Animal Town and Clowns

There is a place in the cartoon part of my brain where the dream-stories of Fantastica take place.  I am trying to get my goofiness all lined up to produce a more finished cartoon saga using all the goof-gas and whooey that I have stored up in that squirrel-den I call my mind.  I prepared a setting already… a single set that already showed you what Animal Town looks like, where all the people are anthropomorphized animals.  Here it is again to refresh your memory.

Animal Town

Animal Town is just one place in the larger Toon World of my silly imaginings.  There are many more.  I intend to draw these toons in what I call “Clown Noir”… that is, the drawings will be in pen and ink, filmed in black and white and red… especially red for noses.  Got the idea?  I hope I haven’t spoiled the joke already.  Spoiled jokes are kinda like spoiled milk; they make you want to put a clothespin on your nose (and that kinda hurts, so it becomes harder to laugh.)

I also wanted to introduce a few of the denizens of Fantastica.  (That’s denizens, not Dennis’ sons, because I used to think all the people that lived in one place somehow became the children of Dennis, but then Dennis told me that just ain’t so!)

Rugs

Rugs Rabbity is a class of cartoon character I like to call a hero.   I know what it looks like.  I probably did steal the character from Warner Brothers, but filtered through my dreams Rugs becomes something else other than pure Bugs.  He is, after all, a parody of a parody, and when that turns all parrot-y then we are looking at un-punny puns.  Makes you want to put another clothespin on your nose, doesn’t it?”

Mick n Beady

And here are two more parrots that I hope you will recognize and copyright lawyers will not.  They are much more insane and destructive than their counterparts from Mr.

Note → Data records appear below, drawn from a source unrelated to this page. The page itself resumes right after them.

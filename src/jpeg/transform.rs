// Copyright (c) 2026 Christoph Gaffga
// SPDX-License-Identifier: GPL-3.0-only
// https://github.com/cgaffga/phasmcore

//! 8×8 block transforms: dequantize + IDCT and forward DCT + quantize.
//!
//! Both directions use the accurate integer ("islow") factorization of
//! Loeffler, Ligtenberg and Moschytz with 13-bit fixed-point constants.
//! Intermediates are `i64`, so out-of-range coefficients from corrupt
//! streams saturate at the final clamp instead of wrapping.
//!
//! Blocks are in natural (row-major) order.

const CONST_BITS: u32 = 13;
const PASS1_BITS: u32 = 2;

const FIX_0_298631336: i64 = 2446;
const FIX_0_390180644: i64 = 3196;
const FIX_0_541196100: i64 = 4433;
const FIX_0_765366865: i64 = 6270;
const FIX_0_899976223: i64 = 7373;
const FIX_1_175875602: i64 = 9633;
const FIX_1_501321110: i64 = 12299;
const FIX_1_847759065: i64 = 15137;
const FIX_1_961570560: i64 = 16069;
const FIX_2_053119869: i64 = 16819;
const FIX_2_562915447: i64 = 20995;
const FIX_3_072711026: i64 = 25172;

#[inline]
fn descale(x: i64, n: u32) -> i64 {
    (x + (1 << (n - 1))) >> n
}

/// Even part of the inverse transform: inputs 0, 2, 4, 6.
/// Returns (tmp10, tmp11, tmp12, tmp13), scaled up by 2^CONST_BITS.
#[inline]
fn idct_even(d0: i64, d2: i64, d4: i64, d6: i64) -> [i64; 4] {
    let z1 = (d2 + d6) * FIX_0_541196100;
    let tmp2 = z1 - d6 * FIX_1_847759065;
    let tmp3 = z1 + d2 * FIX_0_765366865;
    let tmp0 = (d0 + d4) << CONST_BITS;
    let tmp1 = (d0 - d4) << CONST_BITS;
    [tmp0 + tmp3, tmp1 + tmp2, tmp1 - tmp2, tmp0 - tmp3]
}

/// Odd part of the inverse transform: inputs 1, 3, 5, 7.
/// Returns (tmp0, tmp1, tmp2, tmp3) pairing with outputs 3/4, 2/5, 1/6, 0/7.
#[inline]
fn idct_odd(d1: i64, d3: i64, d5: i64, d7: i64) -> [i64; 4] {
    let z1 = d7 + d1;
    let z2 = d5 + d3;
    let z3 = d7 + d3;
    let z4 = d5 + d1;
    let z5 = (z3 + z4) * FIX_1_175875602;

    let z1 = -z1 * FIX_0_899976223;
    let z2 = -z2 * FIX_2_562915447;
    let z3 = -z3 * FIX_1_961570560 + z5;
    let z4 = -z4 * FIX_0_390180644 + z5;

    [
        d7 * FIX_0_298631336 + z1 + z3,
        d5 * FIX_2_053119869 + z2 + z4,
        d3 * FIX_3_072711026 + z2 + z3,
        d1 * FIX_1_501321110 + z1 + z4,
    ]
}

/// Dequantize a coefficient block and transform it to 64 samples (0–255).
///
/// `coeffs` and `qt` are in natural order.
pub fn idct_block(coeffs: &[i16], qt: &[u16; 64]) -> [u8; 64] {
    debug_assert_eq!(coeffs.len(), 64);
    let mut ws = [0i64; 64];

    // Pass 1: columns, results scaled up by 2^PASS1_BITS
    for col in 0..8 {
        let d = |row: usize| coeffs[row * 8 + col] as i64 * qt[row * 8 + col] as i64;
        if (1..8).all(|row| coeffs[row * 8 + col] == 0) {
            let dc = d(0) << PASS1_BITS;
            for row in 0..8 {
                ws[row * 8 + col] = dc;
            }
            continue;
        }
        let [t10, t11, t12, t13] = idct_even(d(0), d(2), d(4), d(6));
        let [t0, t1, t2, t3] = idct_odd(d(1), d(3), d(5), d(7));
        let shift = CONST_BITS - PASS1_BITS;
        ws[col] = descale(t10 + t3, shift);
        ws[7 * 8 + col] = descale(t10 - t3, shift);
        ws[8 + col] = descale(t11 + t2, shift);
        ws[6 * 8 + col] = descale(t11 - t2, shift);
        ws[2 * 8 + col] = descale(t12 + t1, shift);
        ws[5 * 8 + col] = descale(t12 - t1, shift);
        ws[3 * 8 + col] = descale(t13 + t0, shift);
        ws[4 * 8 + col] = descale(t13 - t0, shift);
    }

    // Pass 2: rows, removing PASS1_BITS and the factor of 8
    let mut out = [0u8; 64];
    let shift = CONST_BITS + PASS1_BITS + 3;
    let clamp = |v: i64| (v + 128).clamp(0, 255) as u8;
    for row in 0..8 {
        let w = &ws[row * 8..row * 8 + 8];
        let [t10, t11, t12, t13] = idct_even(w[0], w[2], w[4], w[6]);
        let [t0, t1, t2, t3] = idct_odd(w[1], w[3], w[5], w[7]);
        let o = &mut out[row * 8..row * 8 + 8];
        o[0] = clamp(descale(t10 + t3, shift));
        o[7] = clamp(descale(t10 - t3, shift));
        o[1] = clamp(descale(t11 + t2, shift));
        o[6] = clamp(descale(t11 - t2, shift));
        o[2] = clamp(descale(t12 + t1, shift));
        o[5] = clamp(descale(t12 - t1, shift));
        o[3] = clamp(descale(t13 + t0, shift));
        o[4] = clamp(descale(t13 - t0, shift));
    }
    out
}

/// One forward 1-D pass over 8 values. The first pass leaves its results
/// scaled up by 2^PASS1_BITS, the second removes that scaling.
#[inline]
fn fdct_1d(d: [i64; 8], out: &mut [i64; 8], first_pass: bool) {
    let tmp0 = d[0] + d[7];
    let tmp7 = d[0] - d[7];
    let tmp1 = d[1] + d[6];
    let tmp6 = d[1] - d[6];
    let tmp2 = d[2] + d[5];
    let tmp5 = d[2] - d[5];
    let tmp3 = d[3] + d[4];
    let tmp4 = d[3] - d[4];

    let tmp10 = tmp0 + tmp3;
    let tmp13 = tmp0 - tmp3;
    let tmp11 = tmp1 + tmp2;
    let tmp12 = tmp1 - tmp2;

    let shift = if first_pass {
        out[0] = (tmp10 + tmp11) << PASS1_BITS;
        out[4] = (tmp10 - tmp11) << PASS1_BITS;
        CONST_BITS - PASS1_BITS
    } else {
        out[0] = descale(tmp10 + tmp11, PASS1_BITS);
        out[4] = descale(tmp10 - tmp11, PASS1_BITS);
        CONST_BITS + PASS1_BITS
    };

    let z1 = (tmp12 + tmp13) * FIX_0_541196100;
    out[2] = descale(z1 + tmp13 * FIX_0_765366865, shift);
    out[6] = descale(z1 - tmp12 * FIX_1_847759065, shift);

    let z1 = tmp4 + tmp7;
    let z2 = tmp5 + tmp6;
    let z3 = tmp4 + tmp6;
    let z4 = tmp5 + tmp7;
    let z5 = (z3 + z4) * FIX_1_175875602;

    let z1 = -z1 * FIX_0_899976223;
    let z2 = -z2 * FIX_2_562915447;
    let z3 = -z3 * FIX_1_961570560 + z5;
    let z4 = -z4 * FIX_0_390180644 + z5;

    out[7] = descale(tmp4 * FIX_0_298631336 + z1 + z3, shift);
    out[5] = descale(tmp5 * FIX_2_053119869 + z2 + z4, shift);
    out[3] = descale(tmp6 * FIX_3_072711026 + z2 + z3, shift);
    out[1] = descale(tmp7 * FIX_1_501321110 + z1 + z4, shift);
}

/// Forward DCT of 64 samples (0–255) followed by quantization.
///
/// The transform output carries an extra factor of 8, folded into the
/// divisor. Division rounds to nearest, symmetrically around zero.
pub fn fdct_quantize(samples: &[u8; 64], qt: &[u16; 64]) -> [i16; 64] {
    let mut ws = [0i64; 64];

    for row in 0..8 {
        let d: [i64; 8] = std::array::from_fn(|x| samples[row * 8 + x] as i64 - 128);
        let mut o = [0i64; 8];
        fdct_1d(d, &mut o, true);
        ws[row * 8..row * 8 + 8].copy_from_slice(&o);
    }

    let mut out = [0i16; 64];
    for col in 0..8 {
        let d: [i64; 8] = std::array::from_fn(|y| ws[y * 8 + col]);
        let mut o = [0i64; 8];
        fdct_1d(d, &mut o, false);
        for (row, &v) in o.iter().enumerate() {
            let idx = row * 8 + col;
            out[idx] = quantize(v, qt[idx].max(1) as i64 * 8);
        }
    }
    out
}

#[inline]
fn quantize(value: i64, divisor: i64) -> i16 {
    let q = if value < 0 {
        -((-value + divisor / 2) / divisor)
    } else {
        (value + divisor / 2) / divisor
    };
    q.clamp(i16::MIN as i64, i16::MAX as i64) as i16
}

#[cfg(test)]
mod tests {
    use super::*;

    const UNIT_QT: [u16; 64] = [1; 64];

    #[test]
    fn flat_block_roundtrip() {
        for level in [0u8, 1, 50, 128, 200, 255] {
            let samples = [level; 64];
            let coeffs = fdct_quantize(&samples, &UNIT_QT);
            assert_eq!(coeffs[0], (level as i16 - 128) * 8);
            assert!(coeffs[1..].iter().all(|&c| c == 0));
            assert_eq!(idct_block(&coeffs, &UNIT_QT), samples);
        }
    }

    #[test]
    fn gradient_roundtrip_unit_quant() {
        let samples: [u8; 64] = std::array::from_fn(|i| ((i % 8) * 20 + (i / 8) * 9) as u8);
        let coeffs = fdct_quantize(&samples, &UNIT_QT);
        let back = idct_block(&coeffs, &UNIT_QT);
        for (a, b) in samples.iter().zip(back.iter()) {
            assert!((*a as i32 - *b as i32).abs() <= 2, "{a} vs {b}");
        }
    }

    #[test]
    fn dc_only_idct() {
        let mut coeffs = [0i16; 64];
        coeffs[0] = 10;
        // 10 * 16 / 8 = 20 above mid-grey
        let qt: [u16; 64] = [16; 64];
        assert!(idct_block(&coeffs, &qt).iter().all(|&v| v == 148));
    }

    #[test]
    fn extreme_coefficients_clamp() {
        let coeffs = [i16::MAX; 64];
        let qt = [u16::MAX; 64];
        let out = idct_block(&coeffs, &qt);
        assert!(out.iter().any(|&v| v == 255));
        let neg = [i16::MIN; 64];
        let out = idct_block(&neg, &qt);
        assert!(out.iter().any(|&v| v == 0));
    }

    #[test]
    fn quantize_rounds_symmetrically() {
        assert_eq!(quantize(12, 8), 2);
        assert_eq!(quantize(-12, 8), -2);
        assert_eq!(quantize(11, 8), 1);
        assert_eq!(quantize(-11, 8), -1);
        assert_eq!(quantize(0, 8), 0);
    }

    #[test]
    fn horizontal_cosine_lands_in_one_coefficient() {
        let samples: [u8; 64] = std::array::from_fn(|i| {
            let x = (i % 8) as f64;
            (128.0 + 60.0 * ((2.0 * x + 1.0) * std::f64::consts::PI / 16.0).cos()).round() as u8
        });
        let coeffs = fdct_quantize(&samples, &UNIT_QT);
        let energy_01 = coeffs[1].unsigned_abs() as u32;
        let rest: u32 = coeffs
            .iter()
            .enumerate()
            .filter(|&(i, _)| i != 1)
            .map(|(_, c)| c.unsigned_abs() as u32)
            .sum();
        assert!(energy_01 > 150, "{energy_01}");
        assert!(rest < 20, "{rest}");
    }
}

Prizney.

But cartoon dreams are not all animalized, and not all borrowed from elsewhere.  I am capable of making up my own characters too that don’t satirize and plagiarize and turn me into a toon-thief.  If you visit Crumpwell’s Wild West Ranch, there are one-of-a-kind characters that you might meet there too.

Flash

Flash Crumpwell is a hero character also.  But unlike Rugs, he is a little dim in the light-bulb-lighting department.

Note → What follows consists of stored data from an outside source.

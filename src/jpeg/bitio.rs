// Copyright (c) 2026 Christoph Gaffga
// SPDX-License-Identifier: GPL-3.0-only
// https://github.com/cgaffga/phasmcore

//! Bit-level I/O for JPEG entropy-coded data.
//!
//! Provides [`BitReader`] for decoding and [`BitWriter`] for encoding the
//! entropy-coded scan data. Both handle JPEG byte-stuffing (0xFF -> 0xFF 0x00)
//! and operate in MSB-first bit order.
//!
//! The reader never fails on running out of data. Past the end of the input,
//! or past a marker, it supplies zero bits and records how many of them were
//! handed out so the scan loop can stop and report a truncated image.

/// Bit-level reader for JPEG entropy-coded data.
pub struct BitReader<'a> {
    data: &'a [u8],
    pos: usize,
    /// Bit buffer, MSB-aligned. Valid bits are in the low `bits_left` positions.
    buf: u32,
    bits_left: u8,
    /// Zero bits fed into `buf` after data ended. They sit below real bits.
    phantom_bits: u32,
    /// Set when a marker (0xFF followed by a non-zero byte) stops the data.
    marker_found: Option<u8>,
}

impl<'a> BitReader<'a> {
    /// Create a reader starting at `pos`, the first entropy-coded byte after an SOS header.
    pub fn new(data: &'a [u8], pos: usize) -> Self {
        Self {
            data,
            pos,
            buf: 0,
            bits_left: 0,
            phantom_bits: 0,
            marker_found: None,
        }
    }

    /// Read `count` bits (1–16) and return them right-aligned.
    pub fn read_bits(&mut self, count: u8) -> u16 {
        debug_assert!((1..=16).contains(&count));
        self.fill(count);
        self.bits_left -= count;
        ((self.buf >> self.bits_left) & ((1u32 << count) - 1)) as u16
    }

    /// Read a single bit.
    pub fn read_bit(&mut self) -> bool {
        self.read_bits(1) != 0
    }

    /// Peek at the top `count` bits without consuming them.
    pub fn peek_bits(&mut self, count: u8) -> u16 {
        debug_assert!((1..=16).contains(&count));
        self.fill(count);
        ((self.buf >> (self.bits_left - count)) & ((1u32 << count) - 1)) as u16
    }

    /// Discard `count` bits (must have been peeked already).
    pub fn skip_bits(&mut self, count: u8) {
        debug_assert!(count <= self.bits_left);
        self.bits_left -= count;
    }

    /// Discard the rest of the current byte.
    pub fn byte_align(&mut self) {
        self.bits_left = 0;
        self.buf = 0;
        self.phantom_bits = 0;
    }

    /// Current byte position in the underlying data.
    pub fn position(&self) -> usize {
        self.pos
    }

    /// The marker that terminated the entropy-coded data, if reached.
    pub fn marker_found(&self) -> Option<u8> {
        self.marker_found
    }

    /// True once bits beyond the real data have been consumed.
    pub fn is_overrun(&self) -> bool {
        self.phantom_bits > self.bits_left as u32
    }

    /// Consume a restart marker (0xFFD0–0xFFD7) at the current byte position.
    ///
    /// Discards the remaining bits of the current byte and any 0xFF fill
    /// bytes first. Returns the marker's low nibble, or `None` if the next
    /// thing in the stream is not a restart marker.
    pub fn check_restart_marker(&mut self) -> Option<u8> {
        self.byte_align();
        let mut pos = self.pos;
        while pos + 1 < self.data.len() && self.data[pos] == 0xFF {
            let next = self.data[pos + 1];
            if next == 0xFF {
                pos += 1;
                continue;
            }
            if (0xD0..=0xD7).contains(&next) {
                self.pos = pos + 2;
                self.marker_found = None;
                return Some(next & 0x07);
            }
            break;
        }
        None
    }

    fn fill(&mut self, count: u8) {
        while self.bits_left < count {
            self.fill_byte();
        }
    }

    fn fill_byte(&mut self) {
        let byte = match self.next_data_byte() {
            Some(b) => b,
            None => {
                self.phantom_bits = self.phantom_bits.saturating_add(8);
                0
            }
        };
        self.buf = (self.buf << 8) | byte as u32;
        self.bits_left += 8;
    }

    fn next_data_byte(&mut self) -> Option<u8> {
        if self.marker_found.is_some() || self.pos >= self.data.len() {
            return None;
        }
        let byte = self.data[self.pos];
        if byte != 0xFF {
            self.pos += 1;
            return Some(byte);
        }
        match self.data.get(self.pos + 1) {
            Some(0x00) => {
                self.pos += 2;
                Some(0xFF)
            }
            Some(&next) => {
                // Leave `pos` on the marker so the caller can resume there
                self.marker_found = Some(next);
                None
            }
            None => {
                self.pos = self.data.len();
                None
            }
        }
    }
}

/// Bit-level writer for JPEG entropy-coded data.
///
/// Bits collect in a 32-bit accumulator; complete bytes are flushed as soon
/// as they are available, each 0xFF followed by a stuffed 0x00.
pub struct BitWriter {
    output: Vec<u8>,
    acc: u32,
    bit_count: u8,
}

impl BitWriter {
    pub fn new() -> Self {
        Self::with_capacity(0)
    }

    pub fn with_capacity(capacity: usize) -> Self {
        Self {
            output: Vec::with_capacity(capacity),
            acc: 0,
            bit_count: 0,
        }
    }

    /// Append the low `count` bits (0–16) of `bits`.
    pub fn emit(&mut self, bits: u32, count: u8) {
        debug_assert!(count <= 16);
        if count == 0 {
            return;
        }
        let bits = bits & ((1u32 << count) - 1);
        self.bit_count += count;
        self.acc |= bits << (32 - self.bit_count as u32);
        while self.bit_count >= 8 {
            let byte = (self.acc >> 24) as u8;
            self.output.push(byte);
            if byte == 0xFF {
                self.output.push(0x00);
            }
            self.acc <<= 8;
            self.bit_count -= 8;
        }
    }

    /// Pad the partial byte with 1-bits.
    pub fn pad_to_byte(&mut self) {
        if self.bit_count > 0 {
            self.emit(0x7F, 8 - self.bit_count);
        }
    }

    /// Pad, then write a marker verbatim (no stuffing).
    pub fn write_marker(&mut self, marker: u8) {
        self.pad_to_byte();
        self.output.push(0xFF);
        self.output.push(marker);
    }

    /// Pad remaining bits with 1s and return the bytes.
    pub fn finish(mut self) -> Vec<u8> {
        self.pad_to_byte();
        self.output
    }
}

impl Default for BitWriter {
    fn default() -> Self {
        Self::new()
    }
}

#[cfg(test)]
mod tests {
    use super::*;

    #[test]
    fn read_basic_bits() {
        // 0xA5 = 1010_0101
        let data = [0xA5];
        let mut r = BitReader::new(&data, 0);
        assert_eq!(r.read_bits(4), 0b1010);
        assert_eq!(r.read_bits(4), 0b0101);
        assert!(!r.is_overrun());
    }

    #[test]
    fn read_cross_byte_unstuffed() {
        let data = [0xFF, 0x00, 0x80];
        let mut r = BitReader::new(&data, 0);
        assert_eq!(r.read_bits(12), 0xFF8);
    }

    #[test]
    fn marker_stops_data() {
        let data = [0xAB, 0xFF, 0xD9];
        let mut r = BitReader::new(&data, 0);
        assert_eq!(r.read_bits(8), 0xAB);
        assert_eq!(r.read_bits(8), 0);
        assert_eq!(r.marker_found(), Some(0xD9));
        assert!(r.is_overrun());
        // Position stays on the marker
        assert_eq!(r.position(), 1);
    }

    #[test]
    fn peek_past_end_is_not_overrun() {
        let data = [0xA5];
        let mut r = BitReader::new(&data, 0);
        assert_eq!(r.peek_bits(16), 0xA500);
        r.skip_bits(8);
        assert!(!r.is_overrun());
        r.read_bits(1);
        assert!(r.is_overrun());
    }

    #[test]
    fn restart_marker_consumed() {
        let data = [0b1100_0000, 0xFF, 0xFF, 0xD3, 0x80];
        let mut r = BitReader::new(&data, 0);
        assert_eq!(r.read_bits(2), 0b11);
        assert_eq!(r.check_restart_marker(), Some(3));
        assert_eq!(r.read_bits(1), 1);
    }

    #[test]
    fn restart_marker_absent() {
        let data = [0x00, 0x12];
        let mut r = BitReader::new(&data, 0);
        r.read_bits(8);
        assert_eq!(r.check_restart_marker(), None);
    }

    #[test]
    fn restart_marker_after_prefetch() {
        // Peeking 16 bits runs into the RST marker; it must still be found
        let data = [0xA0, 0xFF, 0xD0, 0x40];
        let mut r = BitReader::new(&data, 0);
        assert_eq!(r.peek_bits(16) >> 8, 0xA0);
        r.skip_bits(3);
        assert_eq!(r.check_restart_marker(), Some(0));
        assert_eq!(r.read_bits(2), 0b01);
    }

    #[test]
    fn write_basic() {
        let mut w = BitWriter::new();
        w.emit(0b1010, 4);
        w.emit(0b0101, 4);
        assert_eq!(w.finish(), vec![0xA5]);
    }

    #[test]
    fn write_byte_stuffing() {
        let mut w = BitWriter::new();
        w.emit(0xFF, 8);
        assert_eq!(w.finish(), vec![0xFF, 0x00]);
    }

    #[test]
    fn write_padding() {
        let mut w = BitWriter::new();
        w.emit(0b110, 3);
        // 110_11111
        assert_eq!(w.finish(), vec![0xDF]);
    }

    #[test]
    fn write_cross_byte() {
        let mut w = BitWriter::new();
        w.emit(0b1111_1111_1000, 12);
        assert_eq!(w.finish(), vec![0xFF, 0x00, 0x8F]);
    }

    #[test]
    fn padding_can_create_stuffed_byte() {
        let mut w = BitWriter::new();
        w.emit(0b1, 1);
        assert_eq!(w.finish(), vec![0xFF, 0x00]);
    }

    #[test]
    fn marker_written_verbatim() {
        let mut w = BitWriter::new();
        w.emit(0b0, 1);
        w.write_marker(0xD0);
        w.emit(0x12, 8);
        assert_eq!(w.finish(), vec![0x7F, 0xFF, 0xD0, 0x12]);
    }
}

Handsome Harry has always got his face covered somehow, because, after all, if you are so good-looking that women always faint at your feet and men always shoot you on sight, life can become a little too interesting.  All in all, as a villain, he would rather just blow stuff up!

Davy

Princess Doe-Eyes is the real ruler of the Bignose Tribe, because, after all, she has a tiny nose, and her father is chief because his nose is the biggest in the tribe, but he can’t really see over it or around it… and when you’re in charge, that can kinda get in the way.  Davy Crickett is an Indian fighter from the old days, but he cannot bring himself to fight with the Princess or her Bignose Tribe.  He much prefers to play with her.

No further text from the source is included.